• [What is expected]: In the entries below, spot each line with the word "ChainHealth" and copy it.

• [Dataset content]:
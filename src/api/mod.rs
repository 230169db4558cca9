//! HTTP API for session setup, attestation exchange and health checks

use crate::attestation::Attestation;
use crate::chain::{ChainManager, ExecutionOutcome};
use crate::config::{ApiConfig, Settings};
use crate::error::{VesError, VesResult};
use crate::intent::ChainDns;
use crate::session::{SessionId, SessionRegistry};
use crate::state::StateType;

use axum::{
    extract::{Path, State},
    http::StatusCode,
    response::{IntoResponse, Response},
    routing::{get, post},
    Json, Router,
};
use ethers::utils::to_checksum;
use serde::{Deserialize, Serialize};
use serde_json::{json, Value};
use std::sync::Arc;
use tower_http::cors::CorsLayer;
use tower_http::trace::TraceLayer;
use tracing::{info, warn};

/// Shared application state
#[derive(Clone)]
pub struct AppState {
    pub registry: Arc<SessionRegistry>,
    pub chain_manager: Arc<ChainManager>,
    pub dns: Arc<dyn ChainDns>,
    pub settings: Arc<Settings>,
}

pub fn router(state: AppState) -> Router {
    Router::new()
        .route("/health", get(health_check))
        .route("/ready", get(readiness_check))
        .route("/sessions", post(open_session))
        .route("/sessions/:id", get(get_session).delete(close_session))
        .route("/sessions/:id/approve", post(approve_session))
        .route("/sessions/:id/execute", post(execute_session))
        .route(
            "/sessions/:id/transactions/:idx/attestations",
            post(receive_attestation),
        )
        .layer(TraceLayer::new_for_http())
        .layer(CorsLayer::permissive())
        .with_state(state)
}

/// Run the HTTP API server
pub async fn run_server(config: ApiConfig, state: AppState) -> VesResult<()> {
    let app = router(state);

    let addr = format!("{}:{}", config.host, config.port);
    info!("Starting API server on {}", addr);

    let listener = tokio::net::TcpListener::bind(&addr)
        .await
        .map_err(|e| VesError::Internal(format!("api bind {}: {}", addr, e)))?;
    axum::serve(listener, app)
        .await
        .map_err(|e| VesError::Internal(format!("api server: {}", e)))?;

    Ok(())
}

/// `VesError` rendered as a JSON error body
pub struct ApiError(VesError);

impl From<VesError> for ApiError {
    fn from(e: VesError) -> Self {
        ApiError(e)
    }
}

impl ApiError {
    fn status(&self) -> StatusCode {
        match &self.0 {
            VesError::SessionNotFound { .. } | VesError::TransactionNotFound { .. } => {
                StatusCode::NOT_FOUND
            }
            VesError::Initialize(_) | VesError::Generation(_) => StatusCode::BAD_REQUEST,
            VesError::DecodeFail(_)
            | VesError::Verification { .. }
            | VesError::AttestationMismatch(_) => StatusCode::UNPROCESSABLE_ENTITY,
            VesError::InvalidStateTransition { .. }
            | VesError::StateConflict { .. }
            | VesError::DependencyPending { .. }
            | VesError::SessionNotApproved { .. } => StatusCode::CONFLICT,
            VesError::SessionAllocation { .. } => StatusCode::SERVICE_UNAVAILABLE,
            VesError::ChainConnection { .. }
            | VesError::UnlockFailed { .. }
            | VesError::Ledger(_) => StatusCode::BAD_GATEWAY,
            VesError::Timeout { .. } => StatusCode::GATEWAY_TIMEOUT,
            _ => StatusCode::INTERNAL_SERVER_ERROR,
        }
    }
}

impl IntoResponse for ApiError {
    fn into_response(self) -> Response {
        let status = self.status();
        if status.is_server_error() {
            warn!("Request failed: {}", self.0);
        }
        (status, Json(ErrorResponse { error: self.0.to_string() })).into_response()
    }
}

type ApiResult<T> = Result<Json<T>, ApiError>;

/// Health check endpoint - basic liveness
async fn health_check() -> impl IntoResponse {
    Json(HealthResponse {
        status: "ok".to_string(),
        version: env!("CARGO_PKG_VERSION").to_string(),
    })
}

/// Readiness check - every configured chain answers
async fn readiness_check(State(state): State<AppState>) -> impl IntoResponse {
    let chain_health = state.chain_manager.health_check().await;
    let ready = chain_health.iter().all(|(_, healthy)| *healthy);
    let status = if ready {
        StatusCode::OK
    } else {
        StatusCode::SERVICE_UNAVAILABLE
    };

    (
        status,
        Json(ReadinessResponse {
            ready,
            sessions: state.registry.len(),
            details: chain_health
                .into_iter()
                .map(|(domain, healthy)| ChainHealth {
                    chain: domain.to_string(),
                    healthy,
                })
                .collect(),
        }),
    )
}

async fn open_session(
    State(state): State<AppState>,
    Json(document): Json<Value>,
) -> ApiResult<Value> {
    let session = state.registry.open_session(&document)?;
    Ok(Json(json!({
        "session_id": session.id(),
        "transaction_intents": session.intents().dictize(),
    })))
}

async fn approve_session(
    State(state): State<AppState>,
    Path(session_id): Path<SessionId>,
    Json(body): Json<ApproveRequest>,
) -> ApiResult<Value> {
    state.registry.approve_session(session_id, body.approved)?;
    Ok(Json(json!({
        "session_id": session_id,
        "approved": body.approved,
    })))
}

async fn get_session(
    State(state): State<AppState>,
    Path(session_id): Path<SessionId>,
) -> ApiResult<Value> {
    Ok(Json(state.registry.session(session_id)?.summary()?))
}

async fn close_session(
    State(state): State<AppState>,
    Path(session_id): Path<SessionId>,
) -> ApiResult<Value> {
    state.registry.close_session(session_id)?;
    Ok(Json(json!({ "session_id": session_id, "closed": true })))
}

async fn receive_attestation(
    State(state): State<AppState>,
    Path((session_id, tx_index)): Path<(SessionId, u64)>,
    Json(body): Json<AttestationRequest>,
) -> ApiResult<AttestationResponse> {
    let bytes = hex::decode(body.attestation.trim_start_matches("0x"))
        .map_err(|e| VesError::DecodeFail(format!("attestation is not hex: {}", e)))?;
    let attestation = state
        .registry
        .receive(&bytes, session_id, tx_index, body.state)?;
    Ok(Json(AttestationResponse::new(&attestation)))
}

async fn execute_session(
    State(state): State<AppState>,
    Path(session_id): Path<SessionId>,
) -> ApiResult<Vec<ExecutionSummary>> {
    let session = state.registry.session(session_id)?;
    if !session.is_approved() {
        return Err(VesError::SessionNotApproved { session_id }.into());
    }
    let mut executor = state
        .chain_manager
        .executor(&state.settings, state.dns.clone());
    let outcomes = executor.execute_all(session.intents()).await?;
    Ok(Json(outcomes.iter().map(ExecutionSummary::from).collect()))
}

// Request and response types

#[derive(Deserialize)]
struct ApproveRequest {
    approved: bool,
}

#[derive(Deserialize)]
struct AttestationRequest {
    state: StateType,
    /// Hex encoded wire bytes
    attestation: String,
}

#[derive(Serialize, Deserialize, Debug)]
pub struct AttestationResponse {
    pub session_id: SessionId,
    pub tx_index: u64,
    pub state: StateType,
    pub signers: Vec<String>,
    pub hash: String,
    pub requires_countersign: bool,
}

impl AttestationResponse {
    fn new(attestation: &Attestation) -> Self {
        let content = attestation.content();
        Self {
            session_id: content.session_id,
            tx_index: content.transaction_id,
            state: content.state,
            signers: attestation
                .signatures()
                .iter()
                .map(|entry| to_checksum(&entry.signer, None))
                .collect(),
            hash: format!("{:?}", attestation.hash()),
            requires_countersign: content.state.requires_countersign(),
        }
    }
}

#[derive(Serialize)]
struct ExecutionSummary {
    name: String,
    tx_hash: Option<String>,
    contract_address: Option<String>,
}

impl From<&ExecutionOutcome> for ExecutionSummary {
    fn from(outcome: &ExecutionOutcome) -> Self {
        Self {
            name: outcome.name.clone(),
            tx_hash: outcome.tx_hash.map(|h| format!("{:?}", h)),
            contract_address: outcome.contract_address.map(|a| to_checksum(&a, None)),
        }
    }
}

#[derive(Serialize)]
struct ErrorResponse {
    error: String,
}

#[derive(Serialize)]
struct HealthResponse {
    status: String,
    version: String,
}

#[derive(Serialize)]
struct ReadinessResponse {
    ready: bool,
    sessions: usize,
    details: Vec<ChainHealth>,
}

#[derive(Serialize)]
struct ChainHealth {
    chain: String,
    healthy: bool,
}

• [Result]:
                .map(|(domain, healthy)| ChainHealth {
    details: Vec<ChainHealth>,
struct ChainHealth {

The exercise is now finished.